» Work task: Check each line below for "module" and report how many have it, nothing else.

Collected data entries:
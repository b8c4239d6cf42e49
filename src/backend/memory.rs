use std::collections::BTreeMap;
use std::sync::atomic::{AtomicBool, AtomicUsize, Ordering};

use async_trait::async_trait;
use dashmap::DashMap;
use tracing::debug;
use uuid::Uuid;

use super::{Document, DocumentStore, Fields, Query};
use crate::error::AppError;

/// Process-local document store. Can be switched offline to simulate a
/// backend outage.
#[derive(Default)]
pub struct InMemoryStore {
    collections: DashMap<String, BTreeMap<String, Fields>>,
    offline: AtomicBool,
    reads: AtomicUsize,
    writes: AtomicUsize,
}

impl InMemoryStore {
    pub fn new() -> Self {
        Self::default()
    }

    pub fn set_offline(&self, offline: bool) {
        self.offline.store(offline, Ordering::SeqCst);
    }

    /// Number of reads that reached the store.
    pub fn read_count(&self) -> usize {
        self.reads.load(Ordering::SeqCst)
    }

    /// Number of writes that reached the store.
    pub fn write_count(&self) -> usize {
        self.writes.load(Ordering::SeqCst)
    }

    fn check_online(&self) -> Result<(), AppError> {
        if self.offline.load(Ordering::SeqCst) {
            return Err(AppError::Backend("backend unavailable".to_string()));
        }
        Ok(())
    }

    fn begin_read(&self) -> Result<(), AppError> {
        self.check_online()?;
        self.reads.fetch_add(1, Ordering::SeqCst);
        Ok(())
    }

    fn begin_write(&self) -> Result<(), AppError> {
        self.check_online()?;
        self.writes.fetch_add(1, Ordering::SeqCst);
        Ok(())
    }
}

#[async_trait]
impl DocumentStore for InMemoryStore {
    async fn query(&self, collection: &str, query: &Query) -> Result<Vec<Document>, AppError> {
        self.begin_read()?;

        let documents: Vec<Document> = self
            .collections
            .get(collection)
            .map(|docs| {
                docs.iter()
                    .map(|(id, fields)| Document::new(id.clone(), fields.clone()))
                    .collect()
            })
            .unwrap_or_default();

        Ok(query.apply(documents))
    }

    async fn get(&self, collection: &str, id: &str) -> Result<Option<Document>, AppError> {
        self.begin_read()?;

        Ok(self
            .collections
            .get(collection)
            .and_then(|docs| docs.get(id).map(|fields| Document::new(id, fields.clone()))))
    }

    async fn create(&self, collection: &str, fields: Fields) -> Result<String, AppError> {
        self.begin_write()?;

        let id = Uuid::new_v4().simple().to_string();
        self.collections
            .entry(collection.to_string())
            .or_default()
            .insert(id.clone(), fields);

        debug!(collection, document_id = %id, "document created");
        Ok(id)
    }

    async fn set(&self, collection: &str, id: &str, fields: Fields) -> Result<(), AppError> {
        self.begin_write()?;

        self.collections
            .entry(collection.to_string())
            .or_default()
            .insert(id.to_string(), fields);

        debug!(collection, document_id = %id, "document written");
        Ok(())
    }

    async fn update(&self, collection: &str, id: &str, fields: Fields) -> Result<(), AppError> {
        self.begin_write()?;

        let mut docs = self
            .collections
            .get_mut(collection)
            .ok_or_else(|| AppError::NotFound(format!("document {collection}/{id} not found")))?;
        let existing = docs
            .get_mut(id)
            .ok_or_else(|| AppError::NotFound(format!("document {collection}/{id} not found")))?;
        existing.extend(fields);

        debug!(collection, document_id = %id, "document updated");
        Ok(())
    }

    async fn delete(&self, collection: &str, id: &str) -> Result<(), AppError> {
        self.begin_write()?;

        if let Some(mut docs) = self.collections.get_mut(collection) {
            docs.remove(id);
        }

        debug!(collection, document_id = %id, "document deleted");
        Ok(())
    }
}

...

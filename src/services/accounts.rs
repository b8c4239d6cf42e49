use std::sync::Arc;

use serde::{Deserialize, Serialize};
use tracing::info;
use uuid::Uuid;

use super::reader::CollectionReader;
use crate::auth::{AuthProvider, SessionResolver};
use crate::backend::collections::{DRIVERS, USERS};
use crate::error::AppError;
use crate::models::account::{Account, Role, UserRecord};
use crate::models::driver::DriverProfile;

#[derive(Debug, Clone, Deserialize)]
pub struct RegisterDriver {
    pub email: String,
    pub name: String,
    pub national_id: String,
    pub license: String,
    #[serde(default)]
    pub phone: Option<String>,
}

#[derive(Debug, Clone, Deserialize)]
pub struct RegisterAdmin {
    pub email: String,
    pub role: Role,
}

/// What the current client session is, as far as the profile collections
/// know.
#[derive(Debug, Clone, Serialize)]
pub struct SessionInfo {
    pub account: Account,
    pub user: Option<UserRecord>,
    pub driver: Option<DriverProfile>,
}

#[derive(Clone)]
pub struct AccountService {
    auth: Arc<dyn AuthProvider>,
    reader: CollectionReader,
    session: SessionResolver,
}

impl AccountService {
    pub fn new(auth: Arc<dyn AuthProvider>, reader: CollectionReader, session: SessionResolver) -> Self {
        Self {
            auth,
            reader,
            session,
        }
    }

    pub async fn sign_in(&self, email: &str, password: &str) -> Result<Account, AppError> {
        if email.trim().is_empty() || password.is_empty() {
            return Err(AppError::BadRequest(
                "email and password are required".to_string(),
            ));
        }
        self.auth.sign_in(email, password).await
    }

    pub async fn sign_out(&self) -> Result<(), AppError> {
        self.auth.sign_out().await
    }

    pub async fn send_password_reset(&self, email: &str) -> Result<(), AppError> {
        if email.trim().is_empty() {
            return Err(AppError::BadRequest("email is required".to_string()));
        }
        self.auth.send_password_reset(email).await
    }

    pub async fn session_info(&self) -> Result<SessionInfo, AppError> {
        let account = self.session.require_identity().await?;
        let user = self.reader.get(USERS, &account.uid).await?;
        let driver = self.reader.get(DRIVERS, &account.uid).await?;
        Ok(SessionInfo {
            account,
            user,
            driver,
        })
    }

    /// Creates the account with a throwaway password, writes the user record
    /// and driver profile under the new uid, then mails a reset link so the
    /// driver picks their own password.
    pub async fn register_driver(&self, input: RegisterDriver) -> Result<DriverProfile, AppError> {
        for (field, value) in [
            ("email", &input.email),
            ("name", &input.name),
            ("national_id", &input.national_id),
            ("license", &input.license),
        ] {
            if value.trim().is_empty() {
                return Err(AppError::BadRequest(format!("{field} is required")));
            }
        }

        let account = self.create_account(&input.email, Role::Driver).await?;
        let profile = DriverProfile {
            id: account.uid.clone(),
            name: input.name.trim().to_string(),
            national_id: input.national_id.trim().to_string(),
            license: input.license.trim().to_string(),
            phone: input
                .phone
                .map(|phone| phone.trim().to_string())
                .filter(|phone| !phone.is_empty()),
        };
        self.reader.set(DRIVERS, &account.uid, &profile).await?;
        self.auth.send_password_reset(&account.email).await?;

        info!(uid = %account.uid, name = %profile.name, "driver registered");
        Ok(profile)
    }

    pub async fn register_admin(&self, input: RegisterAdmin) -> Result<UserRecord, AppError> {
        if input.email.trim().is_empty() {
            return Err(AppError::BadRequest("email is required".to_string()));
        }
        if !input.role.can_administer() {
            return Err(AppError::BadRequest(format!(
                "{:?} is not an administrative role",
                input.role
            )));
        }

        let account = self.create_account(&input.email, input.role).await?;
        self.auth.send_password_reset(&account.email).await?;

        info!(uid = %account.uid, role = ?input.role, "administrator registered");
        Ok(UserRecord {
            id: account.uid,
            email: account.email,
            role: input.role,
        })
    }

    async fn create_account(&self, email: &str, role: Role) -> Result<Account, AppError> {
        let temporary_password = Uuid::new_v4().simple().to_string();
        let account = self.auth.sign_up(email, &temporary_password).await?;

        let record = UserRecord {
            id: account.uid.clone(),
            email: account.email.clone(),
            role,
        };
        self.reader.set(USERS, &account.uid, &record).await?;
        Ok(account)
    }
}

==

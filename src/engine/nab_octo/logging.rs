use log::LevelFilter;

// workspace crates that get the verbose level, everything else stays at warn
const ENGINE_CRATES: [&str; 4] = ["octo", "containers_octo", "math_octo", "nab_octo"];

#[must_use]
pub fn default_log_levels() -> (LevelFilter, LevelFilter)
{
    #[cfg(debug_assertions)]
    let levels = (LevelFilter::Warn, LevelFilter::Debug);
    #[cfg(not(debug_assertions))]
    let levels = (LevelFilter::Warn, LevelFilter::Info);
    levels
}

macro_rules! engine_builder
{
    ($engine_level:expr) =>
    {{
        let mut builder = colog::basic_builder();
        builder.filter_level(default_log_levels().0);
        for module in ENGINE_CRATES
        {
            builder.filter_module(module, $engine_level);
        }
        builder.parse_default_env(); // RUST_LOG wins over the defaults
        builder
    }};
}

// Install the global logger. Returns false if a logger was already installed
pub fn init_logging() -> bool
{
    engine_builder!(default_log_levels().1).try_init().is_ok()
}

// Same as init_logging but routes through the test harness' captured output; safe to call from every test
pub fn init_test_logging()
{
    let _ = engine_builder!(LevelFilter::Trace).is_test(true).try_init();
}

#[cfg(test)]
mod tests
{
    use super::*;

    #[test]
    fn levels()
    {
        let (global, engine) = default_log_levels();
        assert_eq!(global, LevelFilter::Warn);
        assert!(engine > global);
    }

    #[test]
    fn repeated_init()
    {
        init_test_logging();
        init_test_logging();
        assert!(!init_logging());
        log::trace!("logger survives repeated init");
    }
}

» Task answer: 2